"Oh yeah," Tommy said. "That means I can't go back to work at the Safeway either?"
He wasn't stupid, she knew he wasn't stupid, so why was he so slow to see the obvious? "No, I don't think that would be a good idea," Jody said. "Since you're going to pass out cold at sunrise, just the way I do."
"Yeah, that'd be embarrassing," Tommy said.
"Especially when sunlight hits you and you burst into flames."
"Yeah, there's got to be company policy against that."
Jody screamed in frustration.
"Jeez, kidding," Tommy said, cringing.
She sighed, realizing that he'd been goofing on her. "Get dressed, cat breath, we don't want to run out of dark. We're going to need some help."
Out in the great room, the vampire Elijah Ben Sapir was trying to figure out exactly what was going on around him. He knew he had been constrained—bound inside a vessel, and whatever held him was immovable. He'd even turned to mist, which relieved his anxiety somewhat—there was an ethereal mind-set that accompanied the form, it took concentration to not let yourself just float off in a daze—but the bronze shell was airtight. He could hear them talking, but their comments told him little except that his fledgling had betrayed him. He smiled to himself. What a foolishly human mistake to let hope triumph over reason. He should have known better.

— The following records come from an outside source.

impl Catalog {
    pub fn new(entries: BTreeMap<String, DatasetEntry>, registry: Arc<Registry>) -> Self {
        Self {
            entries,
            registry,
            initialised: Arc::default(),
        }
    }

    /// Build from an already rendered and parsed catalog document.
    pub fn from_document(
        document: &serde_yaml::Value,
        registry: Arc<Registry>,
    ) -> Result<Self, TalogError> {
        let mapping = document.as_mapping().ok_or_else(|| {
            DomainError::malformed(
                &TreePath::root(),
                "a catalog must be a mapping of dataset names to recipes",
            )
        })?;

        let mut entries = BTreeMap::new();
        for (key, value) in mapping {
            let name = key.as_str().ok_or_else(|| {
                DomainError::malformed(&TreePath::root(), "dataset names must be strings")
            })?;
            entries.insert(name.to_string(), DatasetEntry::parse(name, value)?);
        }
        debug!(datasets = entries.len(), "Catalog parsed");
        Ok(Self::new(entries, registry))
    }

    /// Render `text` with `parameters`, parse it, build the catalog.
    pub fn from_yaml_str(
        text: &str,
        name: &str,
        parameters: &serde_yaml::Mapping,
        registry: Arc<Registry>,
    ) -> Result<Self, TalogError> {
        let document = render_yaml(&JinjaRenderer::new(), name, text, parameters)?;
        Self::from_document(&document, registry)
    }

    /// Load a catalog file, rendering placeholders with `parameters` first.
    pub fn from_yaml(
        path: impl AsRef<Path>,
        parameters: Option<&serde_yaml::Mapping>,
        registry: Arc<Registry>,
    ) -> Result<Self, TalogError> {
        Self::from_yaml_with(&JinjaRenderer::new(), path, parameters, registry)
    }

    #[instrument(skip_all, fields(path = %path.as_ref().display()))]
    pub fn from_yaml_with(
        engine: &dyn TemplateEngine,
        path: impl AsRef<Path>,
        parameters: Option<&serde_yaml::Mapping>,
        registry: Arc<Registry>,
    ) -> Result<Self, TalogError> {
        let empty = serde_yaml::Mapping::new();
        let document =
            load_yaml_with_template(engine, path.as_ref(), parameters.unwrap_or(&empty))?;
        let catalog = Self::from_document(&document, registry)?;
        info!(datasets = catalog.len(), "Catalog loaded");
        Ok(catalog)
    }

    /// Values handed to any callable that asks for an argument its recipe
    /// leaves out.
    pub fn with_initialised(mut self, initialised: BTreeMap<String, Value>) -> Self {
        self.initialised = Arc::new(initialised);
        self
    }

    pub fn names(&self) -> impl Iterator<Item = &str> {
        self.entries.keys().map(String::as_str)
    }

    pub fn contains(&self, name: &str) -> bool {
        self.entries.contains_key(name)
    }

    pub fn entry(&self, name: &str) -> Option<&DatasetEntry> {
        self.entries.get(name)
    }

    pub fn len(&self) -> usize {
        self.entries.len()
    }

    pub fn is_empty(&self) -> bool {
        self.entries.is_empty()
    }

    pub fn registry(&self) -> &Registry {
        &self.registry
    }

    fn builder(&self) -> ObjectBuilder<'_> {
        ObjectBuilder::new(&self.registry).with_initialised(Arc::clone(&self.initialised))
    }

    fn lookup(&self, name: &str) -> Result<&DatasetEntry, DomainError> {
        self.entries
            .get(name)
            .ok_or_else(|| DomainError::UnknownDataset {
                name: name.to_string(),
                known: self.entries.keys().cloned().collect(),
            })
    }

    fn build_source(
        &self,
        builder: &ObjectBuilder<'_>,
        name: &str,
        entry: &DatasetEntry,
    ) -> Result<Arc<dyn DataSource>, TalogError> {
        let built = builder.build(&entry.source, &TreePath::root().key(name))?;
        match built {
            Value::Source(source) => Ok(source),
            other => Err(DomainError::NotADataSource {
                dataset: name.to_string(),
                callable: entry.source.callable.clone(),
                found: other.kind(),
            }
            .into()),
        }
    }

    /// Build the data source of `name` without reading it.
    pub fn source(&self, name: &str) -> Result<Arc<dyn DataSource>, TalogError> {
        let entry = self.lookup(name)?;
        self.build_source(&self.builder(), name, entry)
    }

    /// Build the data source and run its validators. Nothing is fetched.
    pub fn validate(&self, name: &str) -> Result<ValidationReport, TalogError> {
        let entry = self.lookup(name)?;
        let builder = self.builder();
        let source = self.build_source(&builder, name, entry)?;
        Ok(run_validations(
            &builder,
            name,
            source.as_ref(),
            &entry.validations,
        )?)
    }

    pub fn read(&self, name: &str) -> Result<Value, TalogError> {
        self.read_with(name, ReadOptions::default())
    }

    pub fn read_with(&self, name: &str, options: ReadOptions) -> Result<Value, TalogError> {
        let entry = self.lookup(name)?;
        let builder = self.builder();
        let source = self.build_source(&builder, name, entry)?;

        if options.skip_validation {
            info!(dataset = name, "Skipping validation");
        } else {
            run_validations(&builder, name, source.as_ref(), &entry.validations)?
                .into_result()
                .map_err(DomainError::from)?;
        }

        info!(dataset = name, source = %source.describe(), "Reading dataset");
        source.read().map_err(|e| {
            DomainError::SourceRead {
                dataset: name.to_string(),
                source: e,
            }
            .into()
        })
    }

    /// Read every dataset, keyed by name.
    pub fn read_all(&self) -> Result<BTreeMap<String, Value>, TalogError> {
        self.names()
            .map(|name| self.read(name).map(|data| (name.to_string(), data)))
            .collect()
    }

    /// Write `data` through the dataset's sink capability.
    pub fn write(&self, name: &str, data: &Value) -> Result<(), TalogError> {
        let source = self.source(name)?;
        let sink = source.as_sink().ok_or_else(|| DomainError::NotWriteable {
            dataset: name.to_string(),
        })?;
        info!(dataset = name, "Writing dataset");
        sink.write(data).map_err(|e| {
            DomainError::SourceWrite {
                dataset: name.to_string(),
                source: e,
            }
            .into()
        })
    }
}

It would be days before the hunger was on him again, and even then, without any movement, he could last indefinitely without blood. He could live a very, very long time constrained like this, he realized—it was his sanity that would suffer. He decided to stay in mist form—drift as in a dream at night, sleep like the dead during the day. This way, he would wait, and when the time came, and it would come (if nothing else, living for eight hundred years had taught him patience), he would make his move.